Философия философии зайца

Тезисы докладов, не вошедших в основную программу конференции «Философия зайца».

Профессора 23.06.2014 // 4 150
© flickr.com/photos/21804434@N02

Анастасия Смолина, доцент Волгоградского института бизнеса

«Заяц не кролик»: динамика сокрытого/выразимого (истины/правды) в анималистических символах

«Отсюда другие уши торчат» — так говорят, когда в рассматриваемой теме проглядывает нечто совсем иное, «уши» другой реальности. Т.е. вопрос одновременно скрывает и приоткрывает нечто, символически обозначаемое «ушами» — лишь частью целого «животного». Этот вопрос «подрагивает» от того, что прячется за ним (и от чего видны лишь уши), и наиболее близкий символ сокрытого в данном случае — заяц (дрожащий, с длинными ушами, сигнализирующими о целом теле зайца, обычно прячущегося).

«Сокрытое» здесь, однако, не означает «невысказываемого»: оно открыто в интерпретации, хотя сокрыто в демонстрации (феномене). По какой-то причине оно не может быть явлено сразу, но может лишь открываться через пристальное рассмотрение «другой» реальности за «явленной» (реальностью).

Поэтому истина (= заяц, чьи уши свидетельствуют о наличии другой реальности) не может быть ἀλήθεια в буквальном смысле, она остается «сокрытой истиной», проявляющей себя в несовпадении с явленным.

Однако явленная реальность, как брат-близнец сокрытой реальности, хотя обладает схожими признаками, но при этом отличается нарочитостью, свойственной открытой демонстрации, а также пародийностью («злой близнец», трикстер). Явная реальность — не истина, но правда, которая выпрыгивает неожиданно и заставляет с собой считаться. Это не «заяц» — но «кролик». Об этом свидетельствует образ кролика в современной культуре как предприимчивого, хитрого, но не прячущегося и не убегающего, а «скрыто нападающего» на своих противников (Братец Кролик, Багз Банни). Кролик изгоняет злодеев (не-истину) из реальности, однако сам не ведет к сокрытой истине, но лишь обустраивает, обозначает комфортную реальность своей правдой. Тем самым кролик делает явленное законченным, не имеющим «второго дна» (или «скрытых ушей»). Потому что это были бы уши «истинного близнеца» — зайца, «трансцендентального конкурента» кролика. Как истина — «трансцендентальный конкурент» правды.

 

Сергей Панов, доцент университета МИСиС; Сергей Ивашкин, доцент Института истории культур (УНИК)

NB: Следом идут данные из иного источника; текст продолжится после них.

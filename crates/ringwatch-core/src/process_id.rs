//! ProcessId: identifies a daemon or an application process in the runtime.
//!
//! A `(job, rank)` pair. Daemons share one job and hold dense ranks
//! `1..=N`; application processes belong to their own jobs.

use std::fmt::{self, Display, Formatter};
use std::str::FromStr;
use thiserror::Error;

/// Job (process group) identifier.
pub type JobId = u32;

/// Position of a process inside its job.
pub type Rank = u32;

#[derive(Debug, Error)]
pub enum ProcessIdError {
    #[error("Invalid process ID format: expected `job.rank` or `[job,rank]`")]
    InvalidFormat,
    #[error("Invalid number: {0}")]
    InvalidNumber(#[from] std::num::ParseIntError),
}

/// A unique identifier for a process in the runtime.
///
/// Displays as `[job,rank]`. Parses from either that form or the
/// shorter `job.rank` used on the command line.
///
/// # Examples
/// ```
/// use ringwatch_core::ProcessId;
///
/// let proc_id = ProcessId::new(7, 3);
/// assert_eq!(proc_id.to_string(), "[7,3]");
///
/// let parsed: ProcessId = "7.3".parse().unwrap();
/// assert_eq!(parsed, proc_id);
/// ```
#[derive(Debug, Clone, Copy, PartialEq, Eq, Hash, PartialOrd, Ord)]
pub struct ProcessId {
    pub job: JobId,
    pub rank: Rank,
}

impl ProcessId {
    pub const fn new(job: JobId, rank: Rank) -> Self {
        Self { job, rank }
    }
}

impl Display for ProcessId {
    fn fmt(&self, f: &mut Formatter<'_>) -> fmt::Result {
        write!(f, "[{},{}]", self.job, self.rank)
    }
}

impl FromStr for ProcessId {
    type Err = ProcessIdError;

    fn from_str(s: &str) -> Result<Self, Self::Err> {
        let (job, rank) = match s.strip_prefix('[').and_then(|rest| rest.strip_suffix(']')) {
            Some(inner) => inner.split_once(',').ok_or(ProcessIdError::InvalidFormat)?,
            None => s.split_once('.').ok_or(ProcessIdError::InvalidFormat)?,
        };

        Ok(Self {
            job: job.trim().parse()?,
            rank: rank.trim().parse()?,
        })
    }
}

// Serialize as the display string so logs, JSON and bincode frames agree
impl serde::Serialize for ProcessId {
    fn serialize<S: serde::Serializer>(&self, s: S) -> Result<S::Ok, S::Error> {
        s.serialize_str(&self.to_string())
    }
}

impl<'de> serde::Deserialize<'de> for ProcessId {
    fn deserialize<D: serde::Deserializer<'de>>(d: D) -> Result<Self, D::Error> {
        let s = String::deserialize(d)?;
        s.parse().map_err(serde::de::Error::custom)
    }
}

Транзит «зайца» в русской поэзии: символ, индекс, симптом «прозы мира»

Мифопоэтика гармонизировала мир через отождествление его с комплексом постоянных свойств человеческой природы, которые проявляются в любых внутримирских ситуациях: в сказках заяц мог представлять трусость, хитрость, смекалку и т.д. в типовых повторяющихся сюжетах выявления характера в единстве стимула и реакции.

Символизм (А. Блок «Зайчик») переосмыслит этот характерологический схематизм в особой жанровой разработке смены внутренних состояний как способа организации стихийной жизни: воспоминание о лете — страх попасть волку в лапы — превращение воспоминания в мечту о лете — словесные жесты желания, вытесняющие травму реальности: «только б потеплее», что означает в авторском плане производство призывов желания всякий раз, когда реальность обнаруживается в аффекте неудовольствия: «Очень неприятно / По воде ступать!» Блоковский зайчик — одна из вариаций символистского героя, для которого символистское жизнетворчество создает условия превращения любой реакции в стимул, а стимул — в вербально-аффективную формулу.

Постсимволизм (И. Северянин «Заячьи моноложки», «Триолеты о зайце») снимет символистский схематизм настроений, аффектов и актов воображения в наделении зайца точкой зрения, ценностного горизонта, на основании которого становится возможна критика «прозы мира» («Заячьи моноложки»). В «Триолетах» заяц как возможность этой прозы становится объектом авторского оценивания, индексирующего в этом образе эффекты европейского нигилизма (Передонов, сытость).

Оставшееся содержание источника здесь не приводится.